### WHAT TO PRODUCE:
As the answer, set down the lines below from the one containing "as a close." through the one containing "use crate::session::SessionId;", exactly and inclusively, and no others.

----- SOURCE MATERIAL

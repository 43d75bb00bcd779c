//! Connection manager: owns the synthesis socket and its reconnect loop.
//!
//! ## Lifecycle
//!
//! ```text
//!   Disconnected ─connect()─▶ Connecting ─ok─▶ Open ─close/error─┐
//!                               ▲    └─fail─────────────────────┤
//!                               │                               ▼
//!                               └──── delay elapsed ──── WaitingToReconnect
//! ```
//!
//! Any close schedules exactly one new attempt after the configured fixed
//! delay, forever, until [`ConnectionManager::shutdown`] cancels the loop.
//! The delay never grows and carries no jitter.
//!
//! ## Cutover
//!
//! A socket carries at most one utterance request. A second request closes
//! the socket and is written as the first frame of a fresh one, opened right
//! away. Audio the backend still had in flight for the earlier request dies
//! with the old socket, so it can never be attributed to the new one. The
//! logical connection stays [`ConnectionState::Open`] throughout; only a
//! failed cutover is reported as a close.
//!
//! ## Output
//!
//! Everything the socket produces is reported as a [`ConnectionSignal`] on an
//! unbounded channel, in receipt order:
//! * binary frames become [`ConnectionSignal::Chunk`], tagged with the id of
//!   the request written to the same socket;
//! * text frames are parsed as JSON control messages, best effort;
//! * lifecycle changes become [`ConnectionSignal::Lifecycle`].

use std::pin::Pin;
use std::sync::Arc;
use std::time::Duration;

use async_trait::async_trait;
use bytes::Bytes;
use futures_util::{Sink, SinkExt, Stream, StreamExt, future};
use tokio::sync::{mpsc, watch};
use tokio::task::JoinHandle;
use tokio::time::Instant;
use tokio_tungstenite::connect_async;
use tokio_tungstenite::tungstenite::{self, Message};
use tokio_util::sync::CancellationToken;
use url::Url;

use crate::config::VoiceEngineConfig;
use crate::error::{ConnectionError, ProtocolError, VoiceError};
use crate::events::ConnectionEvent;
use crate::protocol::{ControlMessage, Frame, UtteranceRequest, parse_control};
use crate::session::SessionId;

// ── Transport seam ─────────────────────────────────────────────────

/// Write half of a socket.
pub type FrameSink = Pin<Box<dyn Sink<Frame, Error = ConnectionError> + Send>>;

/// Read half of a socket. Ends (or yields an error) when the socket closes.
pub type FrameStream = Pin<Box<dyn Stream<Item = Result<Frame, ConnectionError>> + Send>>;

/// An open socket, split into its two halves.
pub struct Socket {
    pub outgoing: FrameSink,
    pub incoming: FrameStream,
}

/// Opens sockets to the synthesis backend.
#[async_trait]
pub trait Connector: Send + Sync + 'static {
    async fn connect(&self, endpoint: &Url) -> Result<Socket, ConnectionError>;
}

/// WebSocket connector backed by `tokio-tungstenite`.
#[derive(Debug, Clone, Copy, Default)]
pub struct WsConnector;

#[async_trait]
impl Connector for WsConnector {
    async fn connect(&self, endpoint: &Url) -> Result<Socket, ConnectionError> {
        let (ws, _response) =
            connect_async(endpoint.as_str())
                .await
                .map_err(|e| ConnectionError::ConnectFailed {
                    endpoint: endpoint.to_string(),
                    reason: e.to_string(),
                })?;

        let (ws_sender, ws_receiver) = ws.split();

        let outgoing = ws_sender
            .sink_map_err(|e| ConnectionError::Io(e.to_string()))
            .with(|frame: Frame| future::ready(Ok::<_, ConnectionError>(frame_to_message(frame))));
        let incoming = ws_receiver.filter_map(|msg| future::ready(message_to_frame(msg)));

        Ok(Socket {
            outgoing: Box::pin(outgoing),
            incoming: Box::pin(incoming),
        })
    }
}

fn frame_to_message(frame: Frame) -> Message {
    match frame {
        Frame::Text(text) => Message::Text(text.into()),
        Frame::Binary(data) => Message::Binary(data),
    }
}

fn message_to_frame(
    msg: Result<Message, tungstenite::Error>,
) -> Option<Result<Frame, ConnectionError>> {
    match msg {
        Ok(Message::Binary(data)) => Some(Ok(Frame::Binary(data))),
        Ok(Message::Text(text)) => Some(Ok(Frame::Text(text.as_str().to_owned()))),
        Ok(Message::Close(_)) => Some(Err(ConnectionError::Closed)),
        // Ping/pong are answered by tungstenite itself.
        Ok(Message::Ping(_) | Message::Pong(_) | Message::Frame(_)) => None,
        Err(e) => Some(Err(ConnectionError::Io(e.to_string()))),
    }
}

// ── State and signals ──────────────────────────────────────────────

/// Lifecycle state of the logical connection.
#[derive(Debug, Clone, Copy, PartialEq, Eq)]
pub enum ConnectionState {
    /// `connect()` has not been called yet.
    Disconnected,
    /// An attempt is in progress.
    Connecting,
    /// The socket is open.
    Open,
    /// The socket closed; a new attempt is scheduled.
    WaitingToReconnect,
    /// The manager was shut down. Terminal.
    ShutDown,
}

/// Snapshot of the connection.
#[derive(Debug, Clone, Copy, PartialEq, Eq)]
pub struct ConnectionStatus {
    pub state: ConnectionState,
    /// Last time a frame was read from or written to the socket.
    pub last_activity: Option<Instant>,
}

/// What the connection reports to its single consumer.
#[derive(Debug, Clone, PartialEq, Eq)]
pub enum ConnectionSignal {
    Lifecycle(ConnectionEvent),
    /// One binary frame. `request` is the id of the request written to the
    /// socket that delivered it, `None` if none was.
    Chunk {
        request: Option<SessionId>,
        chunk: Bytes,
    },
    /// One text frame, parsed.
    Control(Result<ControlMessage, ProtocolError>),
}

/// A request on its way to the socket task.
struct Outbound {
    id: SessionId,
    frame: Frame,
}

/// Shared between the manager and its socket task.
#[derive(Clone)]
struct Shared {
    status: Arc<watch::Sender<ConnectionStatus>>,
    signal_tx: mpsc::UnboundedSender<ConnectionSignal>,
}

impl Shared {
    fn set_state(&self, state: ConnectionState) {
        self.status.send_modify(|status| status.state = state);
    }

    fn touch(&self) {
        self.status
            .send_modify(|status| status.last_activity = Some(Instant::now()));
    }

    fn state(&self) -> ConnectionState {
        self.status.borrow().state
    }

    /// Best effort. If the consumer is gone there is nobody left to tell.
    fn emit(&self, signal: ConnectionSignal) {
        if self.signal_tx.send(signal).is_err() {
            tracing::debug!("Connection signal receiver dropped");
        }
    }

    fn lifecycle(&self, event: ConnectionEvent) {
        self.emit(ConnectionSignal::Lifecycle(event));
    }
}

// ── Manager ────────────────────────────────────────────────────────

/// Owns the socket task. Exactly one per engine.
pub struct ConnectionManager {
    endpoint: Url,
    reconnect_delay: Duration,
    connector: Arc<dyn Connector>,
    shared: Shared,
    outgoing_tx: Option<mpsc::UnboundedSender<Outbound>>,
    cancel: CancellationToken,
    task: Option<JoinHandle<()>>,
}

impl ConnectionManager {
    /// Create a manager. Nothing connects until [`connect`](Self::connect).
    ///
    /// Returns the manager and the receiver for its [`ConnectionSignal`]s.
    pub fn new(
        config: &VoiceEngineConfig,
        connector: Arc<dyn Connector>,
    ) -> Result<(Self, mpsc::UnboundedReceiver<ConnectionSignal>), VoiceError> {
        let endpoint = config.endpoint_url()?;
        let (signal_tx, signal_rx) = mpsc::unbounded_channel();
        let (status, _) = watch::channel(ConnectionStatus {
            state: ConnectionState::Disconnected,
            last_activity: None,
        });

        let manager = Self {
            endpoint,
            reconnect_delay: config.reconnect_delay,
            connector,
            shared: Shared {
                status: Arc::new(status),
                signal_tx,
            },
            outgoing_tx: None,
            cancel: CancellationToken::new(),
            task: None,
        };

        Ok((manager, signal_rx))
    }

    /// Start the socket task. No-op while it is already running (connecting,
    /// open, or waiting to reconnect) and after shutdown.
    pub fn connect(&mut self) {
        if self.task.as_ref().is_some_and(|task| !task.is_finished())
            || self.cancel.is_cancelled()
        {
            return;
        }

        tracing::info!(endpoint = %self.endpoint, "Connecting voice socket");

        let (outgoing_tx, outgoing_rx) = mpsc::unbounded_channel();
        self.outgoing_tx = Some(outgoing_tx);

        let socket_loop = SocketLoop {
            endpoint: self.endpoint.clone(),
            reconnect_delay: self.reconnect_delay,
            connector: Arc::clone(&self.connector),
            shared: self.shared.clone(),
            cancel: self.cancel.clone(),
        };
        self.task = Some(tokio::spawn(socket_loop.run(outgoing_rx)));
    }

    /// Queue a request for the open socket.
    ///
    /// When the socket is not open the request is dropped, a
    /// [`ConnectionEvent::SendRejected`] is reported and `false` is returned.
    pub fn send(&self, id: SessionId, request: &UtteranceRequest) -> bool {
        let frame = match request.to_frame() {
            Ok(frame) => frame,
            Err(e) => {
                tracing::error!(request = %id, error = %e, "Utterance request not encodable");
                self.shared.lifecycle(ConnectionEvent::SendRejected);
                return false;
            }
        };

        let sent = self.is_open()
            && self
                .outgoing_tx
                .as_ref()
                .is_some_and(|tx| tx.send(Outbound { id, frame }).is_ok());

        if !sent {
            tracing::warn!(request = %id, "Voice socket not open, request dropped");
            self.shared.lifecycle(ConnectionEvent::SendRejected);
        }
        sent
    }

    pub fn is_open(&self) -> bool {
        self.shared.state() == ConnectionState::Open
    }

    pub fn status(&self) -> ConnectionStatus {
        *self.shared.status.borrow()
    }

    /// Cancel the socket task (including a pending reconnect) and wait for
    /// it to finish.
    pub async fn shutdown(&mut self) {
        self.cancel.cancel();
        self.outgoing_tx = None;
        if let Some(task) = self.task.take() {
            if let Err(e) = task.await {
                tracing::warn!(error = %e, "Voice socket task ended abnormally");
            }
        }
        self.shared.set_state(ConnectionState::ShutDown);
        tracing::info!("Voice socket shut down");
    }
}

----------

### TASK ANSWER:
//! failed cutover is reported as a close.
//!
//! ## Output
//!
//! Everything the socket produces is reported as a [`ConnectionSignal`] on an
//! unbounded channel, in receipt order:
//! * binary frames become [`ConnectionSignal::Chunk`], tagged with the id of
//!   the request written to the same socket;
//! * text frames are parsed as JSON control messages, best effort;
//! * lifecycle changes become [`ConnectionSignal::Lifecycle`].

use std::pin::Pin;
use std::sync::Arc;
use std::time::Duration;

use async_trait::async_trait;
use bytes::Bytes;
use futures_util::{Sink, SinkExt, Stream, StreamExt, future};
use tokio::sync::{mpsc, watch};
use tokio::task::JoinHandle;
use tokio::time::Instant;
use tokio_tungstenite::connect_async;
use tokio_tungstenite::tungstenite::{self, Message};
use tokio_util::sync::CancellationToken;
use url::Url;

use crate::config::VoiceEngineConfig;
use crate::error::{ConnectionError, ProtocolError, VoiceError};
use crate::events::ConnectionEvent;
use crate::protocol::{ControlMessage, Frame, UtteranceRequest, parse_control};
use crate::session::SessionId;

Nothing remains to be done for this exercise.